Osvaldo Doederlein said...

@martin: In HTML5, I bet many people will just use strings like "this/path/name" to emulate the missing hierarchy, which is the best solution whenever one needs more than a handful of file^H^H^H^Hresources. ;-) The JavaFX 1.2 I/O API (javafx.io. Resource/Storage) is an interesting tradeoff: it does support hierarchical pathnames and even absolute pathnames (within the sandbox access restriction for applets/JAWS), but at the same time it's enough abstract/high-level to not depend on full-blown filesystem services (so it's portable to JavaME), still its Resource objects look like files (named things that can be read/written with the standard java.io APIs InputStream/OutputStream) so it doesn't suck as much as MIDP's RMS even though it's actually less-featured (no indexed-records layer atop the files). This (FX, not RMS) is the right model for ANY platform-level API: just give me simple, hierarchical files that are binary blobs; if I need anything better like a SQL or other kind of database, I can implement that using files as storage.

Neal Gafter said...

@AlexBuckley: Indeed, one could implement 'internal' accessibility in .NET by identifying the assembly in individual compilation units.

Alex Buckley said...

@Neal: One could. Yet they didn't. Why not?

Neal Gafter said...

@Alex: one doesn't need a reason not to do something. There was a great deal of history constraining the solutions available, which are different than the constraints on Java.

Alex Buckley said...

@Neal: So .NET doesn't need a reason to keep assembly identification out of compilation units; but Java does need a reason to keep module identification out of compilation units? Something isn't right. I do not believe the constraints on .NET were different than those currently faced by Java. Perhaps you could expand on them?

skrishnamachari said...

This harks me back to my 2002 presentation on database as a backend storage for the CAD program dev I was involved in. The entire team saw it as heretical to move away from dwg and dxf to a DB table structure. I see strong reasons beyond the quoted ease, efficiency, speed, security to the extended capability of distributed per object locking and editability of complex drawings by multiple people synchronously.

Just to extend this thought down to a simple application level capability.

Neal Gafter said...

@Alex: It is too late to change .NET's handling of source assemblies, so there is no point attempting to redesign them, no matter how much the redesign might improve on them. It isn't too late to change Java's handling of modules. You can assume that .NET's solution is worth emulating. In that case, the compiler would define an assembly as the set of sources being compiled at once, and produce a binary assembly (jam file, presumably) directly instead of producing .class files. Or you can avoid that assumption and reason from first principles. You don't appear to have done either.

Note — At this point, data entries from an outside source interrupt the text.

//! Scene document records
//!
//! The serde-facing shapes of a scene document, mirroring the live tree
//! one node per record. Documents store local values and uids only; world
//! caches are rebuilt on load and cross-references are re-bound from the
//! recorded uids afterwards.
//!
//! Rotations are stored scalar-first as `[w, x, y, z]`. Component records
//! serialize under a single-key wrapper naming their tag, and a game
//! object with no components omits its `components` key entirely.

use crate::foundation::math::Vec3;
use crate::render::ShaderDesc;
use crate::scene::components::Projection;
use crate::scene::uid::Uid;
use serde::{Deserialize, Serialize};
use std::path::PathBuf;

/// One transform node with everything hanging off it
#[derive(Debug, Clone, Serialize, Deserialize)]
pub struct TransformRecord {
    /// Persisted uid, stable across save and load
    pub uid: Uid,
    /// Local translation
    pub local_position: Vec3,
    /// Local rotation quaternion, scalar first
    pub local_rotation: [f32; 4],
    /// Local scale
    pub local_scale: Vec3,
    /// Child nodes in order
    #[serde(default, skip_serializing_if = "Vec::is_empty")]
    pub children: Vec<TransformRecord>,
    /// The game object attached to this node, if any
    #[serde(default, skip_serializing_if = "Option::is_none")]
    pub game_object: Option<GameObjectRecord>,
}

/// A named game object and its components, in update order
#[derive(Debug, Clone, Serialize, Deserialize)]
pub struct GameObjectRecord {
    /// Persisted uid
    pub uid: Uid,
    /// Display name
    pub name: String,
    /// Components in update order; the key is absent when there are none
    #[serde(default, skip_serializing_if = "Vec::is_empty")]
    pub components: Vec<ComponentRecord>,
}

/// One component under its tag
///
/// An unknown or missing tag fails the whole document parse.
#[derive(Debug, Clone, Serialize, Deserialize)]
pub enum ComponentRecord {
    /// `camera`
    #[serde(rename = "camera")]
    Camera(CameraRecord),
    /// `camera controller`
    #[serde(rename = "camera controller")]
    CameraController(CameraControllerRecord),
    /// `mesh renderer`
    #[serde(rename = "mesh renderer")]
    MeshRenderer(MeshRendererRecord),
    /// `skybox follow camera`
    #[serde(rename = "skybox follow camera")]
    SkyboxFollowCamera(SkyboxFollowCameraRecord),
    /// `test movement`
    #[serde(rename = "test movement")]
    TestMovement(TestMovementRecord),
    /// `test rotation`
    #[serde(rename = "test rotation")]
    TestRotation(TestRotationRecord),
}

/// Camera component record
#[derive(Debug, Clone, Serialize, Deserialize)]
pub struct CameraRecord {
    /// Persisted uid; renderers reference cameras by this number
    pub uid: Uid,
    /// Projection mode; may be absent for a camera configured at runtime
    #[serde(default, skip_serializing_if = "Option::is_none")]
    pub projection: Option<Projection>,
    /// Near clip distance
    pub znear: f32,
    /// Far clip distance
    pub zfar: f32,
}

/// Camera controller component record
#[derive(Debug, Clone, Serialize, Deserialize)]
pub struct CameraControllerRecord {
    /// Persisted uid
    pub uid: Uid,
    /// Translation speed in units per second
    pub move_speed: f32,
    /// Turn rate in degrees per second
    pub look_speed: f32,
}

/// Mesh renderer component record
#[derive(Debug, Clone, Serialize, Deserialize)]
pub struct MeshRendererRecord {
    /// Persisted uid
    pub uid: Uid,
    /// Mesh file path, relative to the asset root
    pub mesh: PathBuf,
    /// Shading mode and its parameters
    pub shader: ShaderDesc,
    /// Uid of the camera this renderer draws through
    pub camera: Uid,
    /// Whether frustum culling applies
    #[serde(default = "default_true")]
    pub culling: bool,
}

/// Skybox follow component record
#[derive(Debug, Clone, Serialize, Deserialize)]
pub struct SkyboxFollowCameraRecord {
    /// Persisted uid
    pub uid: Uid,
    /// Uid of the transform to follow
    pub target: Uid,
}

/// Constant-velocity mover record
#[derive(Debug, Clone, Serialize, Deserialize)]
pub struct TestMovementRecord {
    /// Persisted uid
    pub uid: Uid,
    /// Velocity in local units per second
    pub velocity: Vec3,
}

/// Constant-rate spinner record
#[derive(Debug, Clone, Serialize, Deserialize)]
pub struct TestRotationRecord {
    /// Persisted uid
    pub uid: Uid,
    /// Spin axis in local space
    pub axis: Vec3,
    /// Spin rate
    pub degrees_per_second: f32,
}

fn default_true() -> bool {
    true
}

To add to that, one of the things that distinguishes the .NET software world from the Java software world is that Java has, traditionally, been based on the principle that the sources rule. There are a few exceptions - for example, *-imports don't explicitly name the things that they import, and you need to go to the target to see what you got. It is perfectly reasonable to develop Java code with emacs or vi. C#, on the other hand, was designed assuming that you write and read code with the assistance of tools. C#'s "using" directive is equivalent to Java's *-import. It is possible, but painful, to import names singly.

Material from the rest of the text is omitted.